A new species of dinosaur that has surprised scientists with its mix of meat-eating and plant-eating features has been announced this week.

Chilesaurus diegosuarezi lived 145 million years ago and was the size of a small horse. It is named after Diego Suárez, who at age 7, discovered the first bones in the Toqui Formation in southern Chile.

'Chilesaurus shows an exceptionally weird mix of features in its skeleton,' said Natural History Museum dinosaur expert Prof Paul Barrett who saw some of the Chilesaurus fossils while on a research trip to Argentina in 2014.

'Some bones resemble those of different carnivore groups and others are more similar to those of long-necked plant-eating dinosaurs.'

'The balance of evidence suggests that Chilesauris is a theropod dinosaur – a group largely composed of meat-eaters like T. rex – but its teeth and skull bones show it had given up meat for a vegetarian diet, something else that is highly unusual for the group.'

The team, led by Fernando Novas of the Bernardino Rivadavia Natural Sciences Museum in Buenos Aires, have published their findings this week in the journal Nature.

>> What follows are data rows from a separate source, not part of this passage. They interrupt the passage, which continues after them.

//! Shared test utilities for the budget book backend.
//!
//! This module provides common helper functions for setting up test databases
//! and creating test entities with sensible defaults, plus a small seeded ledger
//! (a credit card, a savings account and two expense categories) that most
//! service tests start from.

use crate::{
    core::{
        account::{self, AccountTypeRef, NewAccount},
        account_type,
        transaction::{self, NewTransaction},
    },
    entities,
    errors::Result,
};
use chrono::{NaiveDate, NaiveDateTime};
use sea_orm::DatabaseConnection;
use std::sync::Arc;

/// Creates an in-memory `SQLite` database with all tables initialized.
/// This is the standard setup for all integration tests.
pub async fn setup_test_db() -> Result<DatabaseConnection> {
    let db = sea_orm::Database::connect("sqlite::memory:").await?;
    crate::config::database::create_tables(&db).await?;
    Ok(db)
}

/// Midnight on the given day.
#[allow(clippy::expect_used)]
#[must_use]
pub fn date(year: i32, month: u32, day: u32) -> NaiveDateTime {
    NaiveDate::from_ymd_opt(year, month, day)
        .and_then(|d| d.and_hms_opt(0, 0, 0))
        .expect("valid test date")
}

/// Creates a test account type in the given group.
pub async fn create_test_account_type(
    db: &DatabaseConnection,
    name: &str,
    group: &str,
) -> Result<entities::account_type::Model> {
    account_type::create_account_type(db, name, Some(group)).await
}

/// Creates a test account referencing an existing account type.
pub async fn create_test_account(
    db: &DatabaseConnection,
    name: &str,
    account_type_id: i64,
    debit_inc: bool,
) -> Result<entities::account::Model> {
    account::create_account(
        db,
        NewAccount {
            name: name.to_string(),
            account_type: AccountTypeRef::Existing(account_type_id),
            debit_inc,
        },
    )
    .await
}

/// Creates a test transaction.
///
/// # Defaults
/// * `description`: `"Test transaction"`
pub async fn create_test_transaction(
    db: &DatabaseConnection,
    name: &str,
    amount: f64,
    debit_account_id: Option<i64>,
    credit_account_id: Option<i64>,
    transaction_date: NaiveDateTime,
) -> Result<entities::transaction::Model> {
    transaction::create_transaction(
        db,
        NewTransaction {
            name: name.to_string(),
            description: "Test transaction".to_string(),
            amount,
            debit_account_id,
            credit_account_id,
            transaction_date,
        },
    )
    .await
}

/// A seeded ledger shared by the service tests.
pub struct Ledger {
    /// Database holding the ledger, shareable with a router
    pub db: Arc<DatabaseConnection>,
    /// Credit card, `debit_inc = false`
    pub amex: entities::account::Model,
    /// Savings account, `debit_inc = true`
    pub savings: entities::account::Model,
    /// Expense category, `debit_inc = true`
    pub gas: entities::account::Model,
    /// Expense category, `debit_inc = true`
    pub rent: entities::account::Model,
    /// In insertion order:
    /// 0. 123.45 credited to AMEX, uncategorized, 2023-02-21
    /// 1. 78.90 credited to Savings, uncategorized, 2023-02-25
    /// 2. 67.50 Gas <- AMEX, 2023-02-27
    /// 3. 1250.00 Rent <- Savings, 2023-03-01
    /// 4. 78.90 AMEX <- Savings (card payment), 2023-02-24
    pub transactions: Vec<entities::transaction::Model>,
}

/// Sets up a database holding the [`Ledger`] fixture.
pub async fn setup_ledger() -> Result<Ledger> {
    let db = setup_test_db().await?;

    let credit_card = create_test_account_type(&db, "Credit Card", "Liabilities").await?;
    let savings_type = create_test_account_type(&db, "Savings Account", "Assets").await?;
    let gas_type = create_test_account_type(&db, "Gas", "Expenses").await?;
    let rent_type = create_test_account_type(&db, "Rent", "Expenses").await?;

    let amex = create_test_account(&db, "AMEX", credit_card.id, false).await?;
    let savings = create_test_account(&db, "Chase Savings", savings_type.id, true).await?;
    let gas = create_test_account(&db, "Gas for Car", gas_type.id, true).await?;
    let rent = create_test_account(&db, "Apartment Rent", rent_type.id, true).await?;

    let transactions = vec![
        create_test_transaction(
            &db,
            "Uncategorized Test Transaction",
            123.45,
            None,
            Some(amex.id),
            date(2023, 2, 21),
        )
        .await?,
        create_test_transaction(
            &db,
            "Uncategorized CC Payment",
            78.90,
            None,
            Some(savings.id),
            date(2023, 2, 25),
        )
        .await?,
        create_test_transaction(
            &db,
            "Costco Gas",
            67.50,
            Some(gas.id),
            Some(amex.id),
            date(2023, 2, 27),
        )
        .await?,
        create_test_transaction(
            &db,
            "March Rent",
            1250.0,
            Some(rent.id),
            Some(savings.id),
            date(2023, 3, 1),
        )
        .await?,
        create_test_transaction(
            &db,
            "Credit Card Payment",
            78.90,
            Some(amex.id),
            Some(savings.id),
            date(2023, 2, 24),
        )
        .await?,
    ];

    Ok(Ledger {
        db: Arc::new(db),
        amex,
        savings,
        gas,
        rent,
        transactions,
    })
}
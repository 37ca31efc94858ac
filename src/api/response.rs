//! Response envelope, error mapping and extractors shared by all handlers.
//!
//! Every response body is a JSON object with a `message` key: `"SUCCESS"` on success,
//! the error text otherwise. Extractor rejections (bad JSON, bad query strings, bad
//! path segments) are rendered in the same envelope with status 400.

use crate::{
    core::batch::{BatchOutcome, SUCCESS},
    errors::Error,
};
use axum::{
    Json,
    extract::{
        FromRequest, FromRequestParts,
        rejection::{JsonRejection, PathRejection, QueryRejection},
    },
    http::StatusCode,
    response::{IntoResponse, Response},
};
use serde_json::{Value, json};

/// Errors a handler can return.
#[derive(Debug, thiserror::Error)]
pub enum ApiError {
    /// A service call failed
    #[error(transparent)]
    Core(#[from] Error),

    /// The request itself is missing something or could not be read
    #[error("{0}")]
    BadRequest(String),
}

impl From<JsonRejection> for ApiError {
    fn from(rejection: JsonRejection) -> Self {
        Self::BadRequest(rejection.body_text())
    }
}

impl From<QueryRejection> for ApiError {
    fn from(rejection: QueryRejection) -> Self {
        Self::BadRequest(rejection.body_text())
    }
}

impl From<PathRejection> for ApiError {
    fn from(rejection: PathRejection) -> Self {
        Self::BadRequest(rejection.body_text())
    }
}

impl ApiError {
    const fn status(&self) -> StatusCode {
        match self {
            Self::BadRequest(_)
            | Self::Core(
                Error::Validation { .. }
                | Error::InvalidAmount { .. }
                | Error::Payload(_)
                | Error::Date(_),
            ) => StatusCode::BAD_REQUEST,
            Self::Core(Error::NotFound { .. }) => StatusCode::NOT_FOUND,
            Self::Core(_) => StatusCode::INTERNAL_SERVER_ERROR,
        }
    }
}

impl IntoResponse for ApiError {
    fn into_response(self) -> Response {
        let status = self.status();
        let message = self.to_string();

        if status.is_server_error() {
            tracing::error!("Request failed: {}", message);
        } else {
            tracing::debug!("Rejected request ({}): {}", status, message);
        }

        (status, Json(json!({ "message": message }))).into_response()
    }
}

/// Handler result; the success body defaults to the JSON envelope.
pub type ApiResult<T = Json<Value>> = Result<T, ApiError>;

/// `axum::Json` with rejections rendered in the message envelope.
#[derive(Debug, FromRequest)]
#[from_request(via(axum::Json), rejection(ApiError))]
pub struct JsonBody<T>(pub T);

/// `axum::extract::Query` with rejections rendered in the message envelope.
#[derive(Debug, FromRequestParts)]
#[from_request(via(axum::extract::Query), rejection(ApiError))]
pub struct QueryParams<T>(pub T);

/// `axum::extract::Path` with rejections rendered in the message envelope.
#[derive(Debug, FromRequestParts)]
#[from_request(via(axum::extract::Path), rejection(ApiError))]
pub struct UrlPath<T>(pub T);

/// Adds `"message": "SUCCESS"` to a JSON object body.
pub fn success(mut body: Value) -> Json<Value> {
    if let Value::Object(fields) = &mut body {
        fields.insert("message".to_string(), Value::from(SUCCESS));
    }
    Json(body)
}

/// Batch endpoints answer 200 either way; the message lists any failed items.
pub fn batch(outcome: &BatchOutcome) -> Json<Value> {
    Json(json!({
        "message": outcome.message(),
        "transaction_ids": outcome.succeeded,
    }))
}
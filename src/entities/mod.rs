//! Entity module - Contains all SeaORM entity definitions for the database.
//! These entities represent the database tables and their relationships.
//! Each entity has a Model struct for data and an Entity struct for operations.

pub mod account;
pub mod account_type;
pub mod transaction;

// Re-export specific types to avoid conflicts
pub use account::{Entity as Account, Model as AccountModel};
pub use account_type::{Entity as AccountType, Model as AccountTypeModel};
pub use transaction::{Entity as Transaction, Model as TransactionModel};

They uncovered extremely well-preserved fossil bones from the Upper Jurassic Toqui Formation site. Importantly, they were also articulated ie found in the earth as three-dimensional near-intact skeletons.

'If these bones were found individually, instead of part of a skeleton, it would be easy to assume that they came from more than one type of dinosaur, not just one unusual one,' said Barrett.

The site revealed five Chilesaurus individuals, along with remains from other species such as sauropod dinosaurs. The team says Chilesaurus was the most common dinosaur in its ecosystem.

Barrett explains, 'This is unusual as theropods are usually rare in comparison with other herbivorous dinosaur groups.

'In most dinosaur ecosystems it is either the long-necked sauropods, such as Diplodocus, or the bird-hipped dinosaurs like Triceratops or Iguanodon that are the most conspicuous and abundant.

'However, Chilesaurus probably owes its abundance to its vegetarian diet and it is likely that it was occupying the same ecological role that other more standard plant-eating dinosaurs occupied elsewhere in the world.'

So was Chilesaurus unique? No. Barrett says that several other theropod dinosaurs became vegetarian during the evolutionary history of the group, but most of these lived later in time than Chilesaurus.

Other weird plant-eating theropods include Caudipteryx and Erlikosaurus.